**Task requirements**
The listing below needs to be copied in full, exactly.

**Extracted material**
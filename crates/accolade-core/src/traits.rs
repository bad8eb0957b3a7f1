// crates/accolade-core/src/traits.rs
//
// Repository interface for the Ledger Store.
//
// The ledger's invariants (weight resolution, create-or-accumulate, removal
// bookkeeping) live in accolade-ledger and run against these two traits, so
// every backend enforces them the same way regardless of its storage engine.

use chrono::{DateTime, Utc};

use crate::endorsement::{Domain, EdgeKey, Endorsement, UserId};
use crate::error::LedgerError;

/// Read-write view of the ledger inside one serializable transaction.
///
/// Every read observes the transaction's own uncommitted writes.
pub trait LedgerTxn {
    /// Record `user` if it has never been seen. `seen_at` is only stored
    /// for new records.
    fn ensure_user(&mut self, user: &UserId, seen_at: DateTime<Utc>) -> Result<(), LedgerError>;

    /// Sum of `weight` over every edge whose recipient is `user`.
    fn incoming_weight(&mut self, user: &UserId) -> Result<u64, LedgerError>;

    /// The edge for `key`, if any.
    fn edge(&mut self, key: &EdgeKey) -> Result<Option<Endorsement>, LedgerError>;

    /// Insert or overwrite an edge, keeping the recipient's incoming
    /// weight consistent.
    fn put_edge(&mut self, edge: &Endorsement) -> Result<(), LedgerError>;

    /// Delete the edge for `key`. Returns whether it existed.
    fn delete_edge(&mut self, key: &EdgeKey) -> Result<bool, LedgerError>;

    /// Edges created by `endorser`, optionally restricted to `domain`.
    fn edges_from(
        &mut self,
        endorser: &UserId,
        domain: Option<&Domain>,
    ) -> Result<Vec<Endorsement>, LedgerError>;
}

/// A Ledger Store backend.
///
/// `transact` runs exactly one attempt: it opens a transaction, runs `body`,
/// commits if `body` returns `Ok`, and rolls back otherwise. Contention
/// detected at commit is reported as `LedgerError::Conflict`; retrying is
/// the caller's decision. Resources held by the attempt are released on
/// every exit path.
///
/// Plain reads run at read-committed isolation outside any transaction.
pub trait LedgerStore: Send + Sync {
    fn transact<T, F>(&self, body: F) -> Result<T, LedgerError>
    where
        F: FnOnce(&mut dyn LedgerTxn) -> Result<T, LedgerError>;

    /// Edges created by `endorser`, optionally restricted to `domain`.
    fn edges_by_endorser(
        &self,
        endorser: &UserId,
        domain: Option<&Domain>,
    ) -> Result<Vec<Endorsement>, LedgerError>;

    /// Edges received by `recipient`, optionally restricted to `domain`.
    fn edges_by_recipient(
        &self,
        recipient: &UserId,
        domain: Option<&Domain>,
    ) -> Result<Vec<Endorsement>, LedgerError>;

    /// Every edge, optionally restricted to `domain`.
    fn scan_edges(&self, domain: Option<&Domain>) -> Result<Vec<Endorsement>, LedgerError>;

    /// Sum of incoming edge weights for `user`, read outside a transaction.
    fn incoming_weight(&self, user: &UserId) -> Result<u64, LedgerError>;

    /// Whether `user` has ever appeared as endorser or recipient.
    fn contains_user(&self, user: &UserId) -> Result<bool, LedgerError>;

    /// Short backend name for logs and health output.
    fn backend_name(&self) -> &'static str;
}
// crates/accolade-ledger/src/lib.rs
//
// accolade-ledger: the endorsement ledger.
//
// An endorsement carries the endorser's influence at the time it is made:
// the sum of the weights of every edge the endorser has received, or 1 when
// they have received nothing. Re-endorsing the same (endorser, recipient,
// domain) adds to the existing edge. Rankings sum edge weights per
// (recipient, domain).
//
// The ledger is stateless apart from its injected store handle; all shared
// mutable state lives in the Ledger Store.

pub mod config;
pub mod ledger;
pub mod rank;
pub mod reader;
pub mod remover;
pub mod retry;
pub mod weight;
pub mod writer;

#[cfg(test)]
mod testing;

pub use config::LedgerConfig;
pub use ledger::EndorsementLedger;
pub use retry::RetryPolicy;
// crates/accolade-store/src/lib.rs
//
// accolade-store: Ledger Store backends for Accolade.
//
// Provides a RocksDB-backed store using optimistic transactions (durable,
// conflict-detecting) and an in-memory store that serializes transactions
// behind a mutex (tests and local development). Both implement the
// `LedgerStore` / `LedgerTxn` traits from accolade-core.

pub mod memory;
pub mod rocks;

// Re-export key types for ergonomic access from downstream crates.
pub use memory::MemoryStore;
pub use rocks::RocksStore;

**Answer area**
filename crates/accolade-core/src/traits.rs
repository bad8eb0957b3a7f1
// crates/accolade-core/src/traits.rs
//
// Repository interface for the Ledger Store.
//
// The ledger's invariants (weight resolution, create-or-accumulate, removal
// bookkeeping) live in accolade-ledger and run against these two traits, so
// every backend enforces them the same way regardless of its storage engine.

use chrono::{DateTime, Utc};

use crate::endorsement::{Domain, EdgeKey, Endorsement, UserId};
use crate::error::LedgerError;

/// Read-write view of the ledger inside one serializable transaction.
///
/// Every read observes the transaction's own uncommitted writes.
pub trait LedgerTxn {
    /// Record `user` if it has never been seen. `seen_at` is only stored
    /// for new records.
    fn ensure_user(&mut self, user: &UserId, seen_at: DateTime<Utc>) -> Result<(), LedgerError>;

    /// Sum of `weight` over every edge whose recipient is `user`.
    fn incoming_weight(&mut self, user: &UserId) -> Result<u64, LedgerError>;

    /// The edge for `key`, if any.
    fn edge(&mut self, key: &EdgeKey) -> Result<Option<Endorsement>, LedgerError>;

    /// Insert or overwrite an edge, keeping the recipient's incoming
    /// weight consistent.
    fn put_edge(&mut self, edge: &Endorsement) -> Result<(), LedgerError>;

    /// Delete the edge for `key`. Returns whether it existed.
    fn delete_edge(&mut self, key: &EdgeKey) -> Result<bool, LedgerError>;

    /// Edges created by `endorser`, optionally restricted to `domain`.
    fn edges_from(
        &mut self,
        endorser: &UserId,
        domain: Option<&Domain>,
    ) -> Result<Vec<Endorsement>, LedgerError>;
}

/// A Ledger Store backend.
///
/// `transact` runs exactly one attempt: it opens a transaction, runs `body`,
/// commits if `body` returns `Ok`, and rolls back otherwise. Contention
/// detected at commit is reported as `LedgerError::Conflict`; retrying is
/// the caller's decision. Resources held by the attempt are released on
/// every exit path.
///
/// Plain reads run at read-committed isolation outside any transaction.
pub trait LedgerStore: Send + Sync {
    fn transact<T, F>(&self, body: F) -> Result<T, LedgerError>
    where
        F: FnOnce(&mut dyn LedgerTxn) -> Result<T, LedgerError>;

    /// Edges created by `endorser`, optionally restricted to `domain`.
    fn edges_by_endorser(
        &self,
        endorser: &UserId,
        domain: Option<&Domain>,
    ) -> Result<Vec<Endorsement>, LedgerError>;

    /// Edges received by `recipient`, optionally restricted to `domain`.
    fn edges_by_recipient(
        &self,
        recipient: &UserId,
        domain: Option<&Domain>,
    ) -> Result<Vec<Endorsement>, LedgerError>;

    /// Every edge, optionally restricted to `domain`.
    fn scan_edges(&self, domain: Option<&Domain>) -> Result<Vec<Endorsement>, LedgerError>;

    /// Sum of incoming edge weights for `user`, read outside a transaction.
    fn incoming_weight(&self, user: &UserId) -> Result<u64, LedgerError>;

    /// Whether `user` has ever appeared as endorser or recipient.
    fn contains_user(&self, user: &UserId) -> Result<bool, LedgerError>;

    /// Short backend name for logs and health output.
    fn backend_name(&self) -> &'static str;
}
// crates/accolade-ledger/src/lib.rs
//
// accolade-ledger: the endorsement ledger.
//
// An endorsement carries the endorser's influence at the time it is made:
// the sum of the weights of every edge the endorser has received, or 1 when
// they have received nothing. Re-endorsing the same (endorser, recipient,
// domain) adds to the existing edge. Rankings sum edge weights per
// (recipient, domain).
//
// The ledger is stateless apart from its injected store handle; all shared
// mutable state lives in the Ledger Store.

pub mod config;
pub mod ledger;
pub mod rank;
pub mod reader;
pub mod remover;
pub mod retry;
pub mod weight;
pub mod writer;

#[cfg(test)]
mod testing;

pub use config::LedgerConfig;
pub use ledger::EndorsementLedger;
pub use retry::RetryPolicy;
// crates/accolade-store/src/lib.rs
//
// accolade-store: Ledger Store backends for Accolade.
//
// Provides a RocksDB-backed store using optimistic transactions (durable,
// conflict-detecting) and an in-memory store that serializes transactions
// behind a mutex (tests and local development). Both implement the
// `LedgerStore` / `LedgerTxn` traits from accolade-core.

pub mod memory;
pub mod rocks;

// Re-export key types for ergonomic access from downstream crates.
pub use memory::MemoryStore;
pub use rocks::RocksStore;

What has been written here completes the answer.